> Work task: Go through the data below and count every line that has the word "NamedNodeMap". Return only the count.

> Dataset content:
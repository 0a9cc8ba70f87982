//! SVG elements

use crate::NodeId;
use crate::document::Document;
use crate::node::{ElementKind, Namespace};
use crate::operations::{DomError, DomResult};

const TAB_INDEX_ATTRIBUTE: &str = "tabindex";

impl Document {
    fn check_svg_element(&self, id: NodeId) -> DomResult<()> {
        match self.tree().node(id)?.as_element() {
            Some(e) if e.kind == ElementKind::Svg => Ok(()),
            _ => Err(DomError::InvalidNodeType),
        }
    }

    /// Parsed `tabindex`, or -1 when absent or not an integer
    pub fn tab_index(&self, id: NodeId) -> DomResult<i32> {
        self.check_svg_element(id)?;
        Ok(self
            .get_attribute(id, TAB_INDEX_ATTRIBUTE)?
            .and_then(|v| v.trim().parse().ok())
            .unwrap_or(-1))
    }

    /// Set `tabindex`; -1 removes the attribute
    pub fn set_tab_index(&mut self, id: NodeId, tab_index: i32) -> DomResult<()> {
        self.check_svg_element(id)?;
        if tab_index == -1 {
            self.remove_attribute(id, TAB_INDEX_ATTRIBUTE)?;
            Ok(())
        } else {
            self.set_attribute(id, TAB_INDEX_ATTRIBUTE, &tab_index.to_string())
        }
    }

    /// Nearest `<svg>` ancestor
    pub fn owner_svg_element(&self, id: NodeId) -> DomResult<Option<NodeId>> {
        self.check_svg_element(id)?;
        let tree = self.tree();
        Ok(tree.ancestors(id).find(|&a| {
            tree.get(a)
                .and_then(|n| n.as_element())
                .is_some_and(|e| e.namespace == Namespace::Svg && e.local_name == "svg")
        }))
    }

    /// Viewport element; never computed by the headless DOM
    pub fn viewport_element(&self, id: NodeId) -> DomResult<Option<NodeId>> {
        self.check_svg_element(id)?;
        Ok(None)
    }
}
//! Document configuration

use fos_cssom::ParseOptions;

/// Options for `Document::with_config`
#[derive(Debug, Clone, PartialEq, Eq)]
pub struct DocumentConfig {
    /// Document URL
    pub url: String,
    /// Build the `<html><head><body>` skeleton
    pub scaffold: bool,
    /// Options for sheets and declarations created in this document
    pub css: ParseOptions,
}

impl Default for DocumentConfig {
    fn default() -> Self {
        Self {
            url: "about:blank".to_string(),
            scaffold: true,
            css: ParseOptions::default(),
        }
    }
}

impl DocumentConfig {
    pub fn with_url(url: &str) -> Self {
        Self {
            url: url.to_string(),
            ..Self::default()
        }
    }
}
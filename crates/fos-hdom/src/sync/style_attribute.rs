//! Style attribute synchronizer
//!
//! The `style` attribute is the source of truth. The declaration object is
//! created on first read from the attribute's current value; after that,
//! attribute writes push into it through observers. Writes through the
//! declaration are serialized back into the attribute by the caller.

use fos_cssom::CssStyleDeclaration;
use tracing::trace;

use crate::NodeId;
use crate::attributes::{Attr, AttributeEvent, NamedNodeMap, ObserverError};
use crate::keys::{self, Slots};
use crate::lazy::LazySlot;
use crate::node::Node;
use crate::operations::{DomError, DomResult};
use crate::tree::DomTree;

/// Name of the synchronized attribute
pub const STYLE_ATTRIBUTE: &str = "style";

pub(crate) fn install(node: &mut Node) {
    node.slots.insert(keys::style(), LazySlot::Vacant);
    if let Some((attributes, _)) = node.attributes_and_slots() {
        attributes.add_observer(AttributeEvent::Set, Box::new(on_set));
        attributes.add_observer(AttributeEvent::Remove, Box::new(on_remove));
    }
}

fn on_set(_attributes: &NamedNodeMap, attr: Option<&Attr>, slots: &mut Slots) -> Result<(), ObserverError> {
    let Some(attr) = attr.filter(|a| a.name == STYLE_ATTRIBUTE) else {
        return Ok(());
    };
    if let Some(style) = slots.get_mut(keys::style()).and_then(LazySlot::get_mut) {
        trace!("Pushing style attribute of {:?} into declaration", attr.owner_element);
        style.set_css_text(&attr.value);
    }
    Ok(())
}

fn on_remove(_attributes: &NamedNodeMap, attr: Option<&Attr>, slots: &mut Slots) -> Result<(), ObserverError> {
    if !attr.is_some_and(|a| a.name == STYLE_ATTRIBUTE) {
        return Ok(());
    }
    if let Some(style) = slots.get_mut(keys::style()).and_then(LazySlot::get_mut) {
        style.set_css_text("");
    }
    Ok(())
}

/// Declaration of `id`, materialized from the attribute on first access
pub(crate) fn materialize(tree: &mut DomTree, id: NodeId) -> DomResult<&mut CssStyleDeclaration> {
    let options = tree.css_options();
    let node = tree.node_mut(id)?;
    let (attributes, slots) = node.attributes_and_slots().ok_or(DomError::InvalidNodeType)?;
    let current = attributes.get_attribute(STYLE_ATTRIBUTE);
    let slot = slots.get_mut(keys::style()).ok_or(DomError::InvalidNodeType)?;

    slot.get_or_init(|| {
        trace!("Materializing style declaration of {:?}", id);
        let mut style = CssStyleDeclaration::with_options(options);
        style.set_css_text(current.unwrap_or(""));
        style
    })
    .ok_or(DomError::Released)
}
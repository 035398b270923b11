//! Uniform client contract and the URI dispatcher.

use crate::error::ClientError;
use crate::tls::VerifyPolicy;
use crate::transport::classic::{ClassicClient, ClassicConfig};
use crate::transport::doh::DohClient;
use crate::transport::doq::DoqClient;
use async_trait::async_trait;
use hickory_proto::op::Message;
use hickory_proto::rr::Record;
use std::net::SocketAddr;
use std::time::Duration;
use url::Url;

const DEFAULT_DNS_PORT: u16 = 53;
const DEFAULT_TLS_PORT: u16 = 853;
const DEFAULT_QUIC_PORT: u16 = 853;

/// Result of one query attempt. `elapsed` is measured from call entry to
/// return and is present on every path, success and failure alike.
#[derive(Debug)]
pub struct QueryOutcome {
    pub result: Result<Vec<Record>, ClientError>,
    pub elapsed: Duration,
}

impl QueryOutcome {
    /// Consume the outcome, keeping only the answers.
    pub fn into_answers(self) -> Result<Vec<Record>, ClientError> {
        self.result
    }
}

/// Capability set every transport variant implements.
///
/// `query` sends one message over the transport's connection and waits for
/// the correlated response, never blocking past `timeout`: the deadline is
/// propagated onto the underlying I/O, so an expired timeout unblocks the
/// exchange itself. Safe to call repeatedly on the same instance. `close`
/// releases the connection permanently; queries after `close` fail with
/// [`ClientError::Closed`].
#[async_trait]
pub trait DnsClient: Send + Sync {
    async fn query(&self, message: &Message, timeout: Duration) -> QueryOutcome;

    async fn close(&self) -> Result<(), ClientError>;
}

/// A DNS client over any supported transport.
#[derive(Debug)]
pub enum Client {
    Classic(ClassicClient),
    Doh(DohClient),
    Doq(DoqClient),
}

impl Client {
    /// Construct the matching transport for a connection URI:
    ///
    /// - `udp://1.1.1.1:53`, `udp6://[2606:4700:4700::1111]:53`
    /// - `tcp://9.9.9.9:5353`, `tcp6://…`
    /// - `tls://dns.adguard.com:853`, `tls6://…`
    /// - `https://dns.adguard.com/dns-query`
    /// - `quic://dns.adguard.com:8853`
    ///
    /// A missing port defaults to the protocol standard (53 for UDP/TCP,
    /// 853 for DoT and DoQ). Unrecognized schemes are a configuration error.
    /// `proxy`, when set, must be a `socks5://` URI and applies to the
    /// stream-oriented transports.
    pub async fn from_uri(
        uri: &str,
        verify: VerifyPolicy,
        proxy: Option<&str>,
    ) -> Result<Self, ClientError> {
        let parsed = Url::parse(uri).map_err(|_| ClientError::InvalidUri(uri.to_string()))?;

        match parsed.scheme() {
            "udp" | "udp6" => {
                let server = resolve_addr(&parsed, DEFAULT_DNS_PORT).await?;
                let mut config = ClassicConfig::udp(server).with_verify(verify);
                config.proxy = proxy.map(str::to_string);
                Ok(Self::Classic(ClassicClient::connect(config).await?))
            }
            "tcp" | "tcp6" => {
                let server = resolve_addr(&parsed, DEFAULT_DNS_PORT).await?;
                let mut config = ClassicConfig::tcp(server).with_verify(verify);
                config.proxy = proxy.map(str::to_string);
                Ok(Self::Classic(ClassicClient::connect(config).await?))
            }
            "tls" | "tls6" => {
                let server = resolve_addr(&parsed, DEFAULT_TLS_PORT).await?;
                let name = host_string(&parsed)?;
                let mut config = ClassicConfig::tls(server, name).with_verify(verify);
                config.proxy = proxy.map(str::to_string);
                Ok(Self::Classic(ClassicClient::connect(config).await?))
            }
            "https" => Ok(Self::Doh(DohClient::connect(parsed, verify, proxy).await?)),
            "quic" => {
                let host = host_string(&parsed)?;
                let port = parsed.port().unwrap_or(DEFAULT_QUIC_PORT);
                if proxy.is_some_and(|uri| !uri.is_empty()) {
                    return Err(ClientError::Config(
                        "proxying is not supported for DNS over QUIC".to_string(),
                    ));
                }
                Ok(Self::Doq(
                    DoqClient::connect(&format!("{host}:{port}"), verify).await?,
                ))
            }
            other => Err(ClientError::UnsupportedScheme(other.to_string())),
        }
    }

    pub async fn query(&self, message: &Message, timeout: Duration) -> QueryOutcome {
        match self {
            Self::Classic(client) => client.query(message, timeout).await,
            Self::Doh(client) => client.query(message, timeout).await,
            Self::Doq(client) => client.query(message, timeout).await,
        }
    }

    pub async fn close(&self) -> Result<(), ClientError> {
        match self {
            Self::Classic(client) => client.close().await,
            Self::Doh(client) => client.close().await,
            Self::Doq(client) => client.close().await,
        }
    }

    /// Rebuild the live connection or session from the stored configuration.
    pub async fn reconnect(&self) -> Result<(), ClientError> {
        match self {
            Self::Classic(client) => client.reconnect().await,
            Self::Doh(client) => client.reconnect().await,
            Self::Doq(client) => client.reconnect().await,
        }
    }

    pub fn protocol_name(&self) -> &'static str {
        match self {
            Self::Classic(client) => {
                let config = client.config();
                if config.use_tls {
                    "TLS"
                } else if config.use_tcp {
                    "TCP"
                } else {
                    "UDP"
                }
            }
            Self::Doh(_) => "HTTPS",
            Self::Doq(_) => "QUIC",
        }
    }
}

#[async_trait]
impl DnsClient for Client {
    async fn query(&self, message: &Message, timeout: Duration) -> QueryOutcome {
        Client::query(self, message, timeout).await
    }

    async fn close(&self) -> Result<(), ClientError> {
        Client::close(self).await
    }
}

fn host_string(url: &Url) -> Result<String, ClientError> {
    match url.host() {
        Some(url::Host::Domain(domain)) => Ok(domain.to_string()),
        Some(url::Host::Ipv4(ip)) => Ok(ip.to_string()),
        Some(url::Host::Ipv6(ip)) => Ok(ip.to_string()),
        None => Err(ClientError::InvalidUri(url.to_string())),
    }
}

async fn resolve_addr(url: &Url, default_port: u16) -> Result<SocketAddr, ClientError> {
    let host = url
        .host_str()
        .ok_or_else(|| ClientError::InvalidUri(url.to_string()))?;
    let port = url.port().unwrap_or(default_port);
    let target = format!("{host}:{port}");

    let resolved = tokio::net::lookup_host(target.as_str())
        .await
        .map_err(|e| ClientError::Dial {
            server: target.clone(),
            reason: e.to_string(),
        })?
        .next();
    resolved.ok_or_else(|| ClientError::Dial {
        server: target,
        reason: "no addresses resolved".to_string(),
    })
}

> Solution for this problem: 3